Dataset records:
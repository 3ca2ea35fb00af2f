use anyhow::{Context, Result};
use frequent_core::{route_label, Chain, FrequentMap};
use frequent_transit::{DirectionId, ScheduleProvider};
use geo::Point;

/// Segments between text labels along a labelled polyline
const LABEL_SPACING: usize = 5;

/// A chain resolved to coordinates, ready to draw.
pub struct Polyline<'a> {
    pub chain: &'a Chain,
    pub label: String,
    pub points: Vec<Point>,
}

impl Polyline<'_> {
    /// Whether the chain gets text labels along it. Only one direction of a
    /// corridor is labelled so the text is not drawn twice.
    pub fn wants_labels(&self) -> bool {
        self.chain
            .tags
            .first()
            .is_some_and(|tag| tag.direction == DirectionId::Inbound)
    }

    /// Midpoints of every fifth segment, starting with the first
    pub fn label_points(&self) -> Vec<Point> {
        self.points
            .windows(2)
            .step_by(LABEL_SPACING)
            .map(|w| Point::new((w[0].x() + w[1].x()) / 2.0, (w[0].y() + w[1].y()) / 2.0))
            .collect()
    }
}

pub fn resolve_polylines<'a>(
    map: &'a FrequentMap,
    provider: &dyn ScheduleProvider,
) -> Result<Vec<Polyline<'a>>> {
    map.chains
        .iter()
        .map(|chain| {
            let points = chain
                .stops
                .iter()
                .map(|id| provider.stop(id).map(|stop| stop.location()))
                .collect::<Result<Vec<_>, _>>()
                .with_context(|| format!("Failed to place polyline {}-{}", chain.left, chain.right))?;
            Ok(Polyline {
                chain,
                label: route_label(&chain.tags, &map.route_headways),
                points,
            })
        })
        .collect()
}
//! Core data types and enums for schedule data.

use std::fmt;

use crate::identifiers::*;
use crate::models::time::TimeOfDay;

// ============================================================================
// Enums
// ============================================================================

/// Trip direction (0 = outbound, 1 = inbound per GTFS)
#[derive(Clone, Copy, Debug, PartialEq, Eq, PartialOrd, Ord, Hash)]
#[cfg_attr(feature = "serde", derive(serde::Serialize, serde::Deserialize))]
#[cfg_attr(feature = "serde", serde(into = "u8", try_from = "u8"))]
#[repr(u8)]
pub enum DirectionId {
    Outbound = 0,
    Inbound = 1,
}

impl DirectionId {
    pub fn from_gtfs(value: u8) -> Option<Self> {
        match value {
            0 => Some(Self::Outbound),
            1 => Some(Self::Inbound),
            _ => None,
        }
    }

    pub fn as_u8(&self) -> u8 {
        *self as u8
    }
}

impl From<DirectionId> for u8 {
    fn from(direction: DirectionId) -> u8 {
        direction.as_u8()
    }
}

impl TryFrom<u8> for DirectionId {
    type Error = TransitError;

    fn try_from(value: u8) -> Result<Self> {
        Self::from_gtfs(value)
            .ok_or_else(|| TransitError::InvalidData(format!("invalid direction_id {value}")))
    }
}

impl fmt::Display for DirectionId {
    fn fmt(&self, f: &mut fmt::Formatter<'_>) -> fmt::Result {
        write!(f, "{}", self.as_u8())
    }
}

// ============================================================================
// Data Structures
// ============================================================================

/// A single stop event in a trip (arrival at a stop)
///
/// `arrival` is `None` when the source leaves the arrival time blank,
/// e.g. for untimed intermediate stops.
#[derive(Clone, Debug, PartialEq, Eq)]
pub struct StopEvent {
    pub stop_id: StopIdentifier,
    pub arrival: Option<TimeOfDay>,
    pub stop_sequence: u32,
}

impl StopEvent {
    pub fn new(stop_id: StopIdentifier, arrival: Option<TimeOfDay>, stop_sequence: u32) -> Self {
        Self {
            stop_id,
            arrival,
            stop_sequence,
        }
    }
}

// ============================================================================
// Errors
// ============================================================================

#[derive(Debug, thiserror::Error)]
pub enum TransitError {
    #[error("Stop not found: {0}")]
    StopNotFound(StopIdentifier),

    #[error("Route not found: {0}")]
    RouteNotFound(String),

    #[error("Service not found: {0}")]
    ServiceNotFound(ServiceIdentifier),

    #[error("Invalid data: {0}")]
    InvalidData(String),

    #[error("Failed to read schedule: {0}")]
    ScheduleReadError(String),
}

pub type Result<T> = std::result::Result<T, TransitError>;
//! Core traits for schedule entities.
//!
//! These traits define the read-only interface the frequency analysis
//! consumes. Implementations can be in-memory, database-backed, or remote.

use geo::Point;
use std::sync::Arc;

use crate::identifiers::*;
use crate::models::calendar::ServiceCalendar;
use crate::models::time::TimeOfDay;
use crate::models::types::*;

// ============================================================================
// Core Entity Traits
// ============================================================================

/// A single transit trip (vehicle run with specific stops and times)
pub trait Trip: Send + Sync {
    fn id(&self) -> &TripIdentifier;
    fn service_id(&self) -> &ServiceIdentifier;

    /// Stop events in source order; `stop_sequence` defines trip order
    fn stop_events(&self) -> &[StopEvent];

    /// Direction, if the source states one
    fn direction_id(&self) -> Option<DirectionId>;

    /// Arrival time at the first stop event for `stop_id` that has one
    fn arrival_at(&self, stop_id: &StopIdentifier) -> Option<TimeOfDay> {
        self.stop_events()
            .iter()
            .filter(|event| &event.stop_id == stop_id)
            .find_map(|event| event.arrival)
    }
}

/// A transit route (e.g., "Red Line", "Route 66")
pub trait Route: Send + Sync {
    fn id(&self) -> &RouteIdentifier;

    /// Short name (e.g., "1", "A", "Red"), used as the route's name
    fn short_name(&self) -> &str;

    /// All trips on this route, in a stable order
    fn trips(&self) -> &[Arc<dyn Trip>];
}

/// A boarding location
pub trait TransitStop: Send + Sync {
    fn id(&self) -> &StopIdentifier;

    /// Longitude/latitude point
    fn location(&self) -> Point;
}

// ============================================================================
// Provider Trait
// ============================================================================

/// Read-only provider of a schedule snapshot
pub trait ScheduleProvider: Send + Sync {
    /// Name of the (first) agency publishing the schedule
    fn agency_name(&self) -> Option<&str>;

    // ---- Lookups ----
    fn get_stop(&self, id: &StopIdentifier) -> Option<Arc<dyn TransitStop>>;
    fn get_service(&self, id: &ServiceIdentifier) -> Option<Arc<ServiceCalendar>>;

    /// Route by short name
    fn get_route(&self, short_name: &str) -> Option<Arc<dyn Route>>;

    // ---- Collections ----
    fn all_routes(&self) -> Vec<Arc<dyn Route>>;

    /// Short names of every route reachable through [`ScheduleProvider::get_route`]
    fn route_names(&self) -> Vec<String> {
        self.all_routes()
            .iter()
            .map(|route| route.short_name().to_string())
            .collect()
    }

    // ---- Fallible lookups ----

    fn stop(&self, id: &StopIdentifier) -> Result<Arc<dyn TransitStop>> {
        self.get_stop(id)
            .ok_or_else(|| TransitError::StopNotFound(id.clone()))
    }

    fn service(&self, id: &ServiceIdentifier) -> Result<Arc<ServiceCalendar>> {
        self.get_service(id)
            .ok_or_else(|| TransitError::ServiceNotFound(id.clone()))
    }

    fn route(&self, short_name: &str) -> Result<Arc<dyn Route>> {
        self.get_route(short_name)
            .ok_or_else(|| TransitError::RouteNotFound(short_name.to_string()))
    }
}
use itertools::Itertools;

use crate::headway::HeadwayCache;
use crate::natural::sort_naturally;
use crate::signature::RouteTag;

const NAMES_PER_LINE: usize = 5;

/// Display label of a chain: its route names with a defined midday headway,
/// in natural order, five per line.
pub fn route_label(tags: &[RouteTag], route_headways: &HeadwayCache<String>) -> String {
    let mut names: Vec<&str> = tags
        .iter()
        .map(|tag| tag.route.as_str())
        .filter(|route| route_headways.headway(*route).is_some())
        .unique()
        .collect();
    sort_naturally(&mut names);

    names
        .chunks(NAMES_PER_LINE)
        .map(|line| line.join(", "))
        .join(",\n")
}
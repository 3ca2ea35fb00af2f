//! Service calendar for determining when trips run.
//!
//! Only the weekly pattern of GTFS calendar.txt is modeled; a schedule is
//! analyzed for a "typical weekday" rather than for concrete dates.

use chrono::Weekday;

use crate::identifiers::ServiceIdentifier;

/// Determines which days of the week a transit service operates
#[derive(Clone, Debug)]
pub struct ServiceCalendar {
    pub service_id: ServiceIdentifier,
    pub weekdays: WeekdayFlags,
}

/// Compact representation of which weekdays a service runs
#[derive(Clone, Copy, Debug, Default, PartialEq, Eq)]
pub struct WeekdayFlags {
    pub(crate) flags: u8,
}

const WORKING_WEEK: [Weekday; 5] = [
    Weekday::Mon,
    Weekday::Tue,
    Weekday::Wed,
    Weekday::Thu,
    Weekday::Fri,
];

impl WeekdayFlags {
    pub fn new() -> Self {
        Self { flags: 0 }
    }

    pub fn set(&mut self, weekday: Weekday) {
        self.flags |= 1 << weekday.number_from_monday();
    }

    pub fn contains(&self, weekday: Weekday) -> bool {
        (self.flags & (1 << weekday.number_from_monday())) != 0
    }

    pub fn from_bools(mon: bool, tue: bool, wed: bool, thu: bool, fri: bool, sat: bool, sun: bool) -> Self {
        let mut flags = Self::new();
        if mon { flags.set(Weekday::Mon); }
        if tue { flags.set(Weekday::Tue); }
        if wed { flags.set(Weekday::Wed); }
        if thu { flags.set(Weekday::Thu); }
        if fri { flags.set(Weekday::Fri); }
        if sat { flags.set(Weekday::Sat); }
        if sun { flags.set(Weekday::Sun); }
        flags
    }

    /// Monday through Friday, weekend flags ignored
    pub fn covers_working_week(&self) -> bool {
        WORKING_WEEK.iter().all(|day| self.contains(*day))
    }
}

impl ServiceCalendar {
    pub fn new(service_id: ServiceIdentifier, weekdays: WeekdayFlags) -> Self {
        Self { service_id, weekdays }
    }

    /// Check if the service runs on a given day of the week
    pub fn runs_on(&self, weekday: Weekday) -> bool {
        self.weekdays.contains(weekday)
    }

    /// A service belongs to the typical weekday iff it runs on all of
    /// Monday through Friday.
    pub fn runs_every_weekday(&self) -> bool {
        self.weekdays.covers_working_week()
    }
}

#[cfg(test)]
mod tests {
    use super::*;

    #[test]
    fn test_weekday_flags() {
        let mut flags = WeekdayFlags::new();
        flags.set(Weekday::Mon);
        flags.set(Weekday::Wed);
        flags.set(Weekday::Fri);

        assert!(flags.contains(Weekday::Mon));
        assert!(!flags.contains(Weekday::Tue));
        assert!(flags.contains(Weekday::Wed));
        assert!(!flags.covers_working_week());
    }

    #[test]
    fn test_typical_weekday_service() {
        let weekday = ServiceCalendar::new(
            ServiceIdentifier::new("weekday"),
            WeekdayFlags::from_bools(true, true, true, true, true, false, false),
        );
        let daily = ServiceCalendar::new(
            ServiceIdentifier::new("daily"),
            WeekdayFlags::from_bools(true, true, true, true, true, true, true),
        );
        let no_friday = ServiceCalendar::new(
            ServiceIdentifier::new("mon_thu"),
            WeekdayFlags::from_bools(true, true, true, true, false, false, false),
        );
        let weekend = ServiceCalendar::new(
            ServiceIdentifier::new("weekend"),
            WeekdayFlags::from_bools(false, false, false, false, false, true, true),
        );

        assert!(weekday.runs_every_weekday());
        assert!(daily.runs_every_weekday());
        assert!(!no_friday.runs_every_weekday());
        assert!(!weekend.runs_every_weekday());
        assert!(weekend.runs_on(Weekday::Sun));
    }
}
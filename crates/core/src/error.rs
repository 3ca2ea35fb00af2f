use std::path::PathBuf;

use frequent_transit::TransitError;

#[derive(Debug, thiserror::Error)]
pub enum FrequencyError {
    #[error("schedule lookup failed: {0}")]
    Schedule(#[from] TransitError),
    #[error("failed to access frequent map cache {}: {source}", .path.display())]
    CacheIo {
        path: PathBuf,
        source: std::io::Error,
    },
    #[error("malformed frequent map cache {}: {source}", .path.display())]
    CacheFormat {
        path: PathBuf,
        source: serde_json::Error,
    },
    #[error("failed to read analysis config {}: {reason}", .path.display())]
    Config { path: PathBuf, reason: String },
}

pub type Result<T> = std::result::Result<T, FrequencyError>;
use std::path::Path;
use std::time::Duration;

use serde::{Deserialize, Serialize};

use crate::error::{FrequencyError, Result};
use crate::headway::MiddayWindow;

/// Default frequency threshold: 15 seconds and 1 microsecond.
///
/// This is the value the map was historically produced with. It reads like
/// a typo for 15 minutes, which is why the threshold is configurable rather
/// than fixed; with whole-second schedule times it admits headways of at
/// most 15 seconds.
pub const DEFAULT_MAX_HEADWAY: Duration = Duration::new(15, 1_000);

/// Analysis settings for a frequent-service run.
#[derive(Clone, Copy, Debug, PartialEq, Eq, Serialize, Deserialize)]
#[serde(default)]
pub struct FrequencyConfig {
    pub midday: MiddayWindow,
    /// A stop pair is frequent when its combined headway is at most this.
    /// Given in seconds, like the window bounds.
    #[serde(with = "seconds")]
    pub max_headway: Duration,
}

/// `Duration` as a plain, possibly fractional, number of seconds
mod seconds {
    use std::time::Duration;

    use serde::{Deserialize, Deserializer, Serializer};

    pub fn serialize<S: Serializer>(value: &Duration, serializer: S) -> Result<S::Ok, S::Error> {
        serializer.serialize_f64(value.as_secs_f64())
    }

    pub fn deserialize<'de, D: Deserializer<'de>>(deserializer: D) -> Result<Duration, D::Error> {
        let secs = f64::deserialize(deserializer)?;
        Duration::try_from_secs_f64(secs).map_err(serde::de::Error::custom)
    }
}

impl Default for FrequencyConfig {
    fn default() -> Self {
        Self {
            midday: MiddayWindow::default(),
            max_headway: DEFAULT_MAX_HEADWAY,
        }
    }
}

impl FrequencyConfig {
    /// Read settings from a JSON file; absent fields keep their defaults.
    pub fn from_json_file(path: &Path) -> Result<Self> {
        let text = std::fs::read_to_string(path).map_err(|e| FrequencyError::Config {
            path: path.to_path_buf(),
            reason: e.to_string(),
        })?;
        serde_json::from_str(&text).map_err(|e| FrequencyError::Config {
            path: path.to_path_buf(),
            reason: e.to_string(),
        })
    }

    pub fn with_max_headway(mut self, max_headway: Duration) -> Self {
        self.max_headway = max_headway;
        self
    }

    pub fn is_frequent(&self, headway: Option<Duration>) -> bool {
        headway.is_some_and(|h| h <= self.max_headway)
    }
}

What you should do: Using the records above, report each line with the string "order".

Solved exercise:
    /// Stop events in source order; `stop_sequence` defines trip order
    /// All trips on this route, in a stable order
/// in natural order, five per line.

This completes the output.